Using the records below, filter out every line that lacks "derive" and copy the rest.

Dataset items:
================

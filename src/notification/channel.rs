//! Delivery channel trait and the shared notification vocabulary

use serde::{Deserialize, Serialize};
use std::fmt;
use thiserror::Error;

/// Outbound channel
#[derive(Debug, Clone, Copy, PartialEq, Eq, Hash, Serialize, Deserialize, clap::ValueEnum)]
#[serde(rename_all = "lowercase")]
pub enum Channel {
    Email,
    Whatsapp,
}

impl Channel {
    pub fn as_str(&self) -> &'static str {
        match self {
            Channel::Email => "email",
            Channel::Whatsapp => "whatsapp",
        }
    }

    /// Human label used in operator-facing text
    pub fn label(&self) -> &'static str {
        match self {
            Channel::Email => "email",
            Channel::Whatsapp => "WhatsApp",
        }
    }
}

impl fmt::Display for Channel {
    fn fmt(&self, f: &mut fmt::Formatter<'_>) -> fmt::Result {
        f.pad(self.as_str())
    }
}

/// Notification type, persisted as `tipo`
#[derive(Debug, Clone, Copy, PartialEq, Eq, Hash, Serialize, Deserialize, clap::ValueEnum)]
pub enum NotificationKind {
    /// Overdue balance reminder
    #[serde(rename = "cartera")]
    #[value(name = "cartera")]
    Arrears,
    /// Upcoming or past policy expiry
    #[serde(rename = "renovacion")]
    #[value(name = "renovacion")]
    Renewal,
    /// Ad hoc message outside the two fixed templates
    #[serde(rename = "general")]
    #[value(skip)]
    General,
}

impl NotificationKind {
    pub fn as_str(&self) -> &'static str {
        match self {
            NotificationKind::Arrears => "cartera",
            NotificationKind::Renewal => "renovacion",
            NotificationKind::General => "general",
        }
    }
}

impl fmt::Display for NotificationKind {
    fn fmt(&self, f: &mut fmt::Formatter<'_>) -> fmt::Result {
        f.pad(self.as_str())
    }
}

/// Status recorded for every attempt, persisted as `estado`
#[derive(Debug, Clone, Copy, PartialEq, Eq, Hash, Serialize, Deserialize)]
pub enum DeliveryStatus {
    #[serde(rename = "enviado")]
    Sent,
    #[serde(rename = "fallido")]
    Failed,
    #[serde(rename = "bloqueado")]
    Blocked,
    #[serde(rename = "sin_destinatario")]
    NoContact,
}

impl DeliveryStatus {
    pub fn as_str(&self) -> &'static str {
        match self {
            DeliveryStatus::Sent => "enviado",
            DeliveryStatus::Failed => "fallido",
            DeliveryStatus::Blocked => "bloqueado",
            DeliveryStatus::NoContact => "sin_destinatario",
        }
    }
}

impl fmt::Display for DeliveryStatus {
    fn fmt(&self, f: &mut fmt::Formatter<'_>) -> fmt::Result {
        f.pad(self.as_str())
    }
}

/// Result of one attempt
#[derive(Debug, Clone, PartialEq)]
pub enum Outcome {
    /// Accepted by the provider (or by the simulator)
    Sent,
    /// Configuration or transport failure
    Failed(String),
    /// Contact present but no consent for the channel
    Blocked(String),
    /// No contact data for the channel
    NoContact(String),
}

impl Outcome {
    pub fn status(&self) -> DeliveryStatus {
        match self {
            Outcome::Sent => DeliveryStatus::Sent,
            Outcome::Failed(_) => DeliveryStatus::Failed,
            Outcome::Blocked(_) => DeliveryStatus::Blocked,
            Outcome::NoContact(_) => DeliveryStatus::NoContact,
        }
    }

    pub fn error(&self) -> Option<&str> {
        match self {
            Outcome::Sent => None,
            Outcome::Failed(e) | Outcome::Blocked(e) | Outcome::NoContact(e) => Some(e),
        }
    }

    pub fn is_sent(&self) -> bool {
        matches!(self, Outcome::Sent)
    }
}

/// Errors a backend can report. Both kinds end up as `Outcome::Failed`.
#[derive(Debug, Error)]
pub enum DeliveryError {
    #[error("{0}")]
    Configuration(String),

    #[error("{0}")]
    Transport(String),
}

/// Message handed to a backend
#[derive(Debug, Clone, Copy)]
pub struct OutboundMessage<'a> {
    pub recipient: &'a str,
    pub subject: Option<&'a str>,
    pub body: &'a str,
}

/// Provider backend for one channel
pub trait DeliveryChannel: Send + Sync {
    /// Backend name (for logs)
    fn name(&self) -> &str;

    /// Channel this backend serves
    fn channel(&self) -> Channel;

    /// Deliver synchronously
    fn deliver(&self, message: &OutboundMessage<'_>) -> Result<(), DeliveryError>;
}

================

OUTPUT FOR THIS TASK:
#[derive(Debug, Clone, Copy, PartialEq, Eq, Hash, Serialize, Deserialize, clap::ValueEnum)]
#[derive(Debug, Clone, Copy, PartialEq, Eq, Hash, Serialize, Deserialize, clap::ValueEnum)]
#[derive(Debug, Clone, Copy, PartialEq, Eq, Hash, Serialize, Deserialize)]
#[derive(Debug, Clone, PartialEq)]
#[derive(Debug, Error)]
#[derive(Debug, Clone, Copy)]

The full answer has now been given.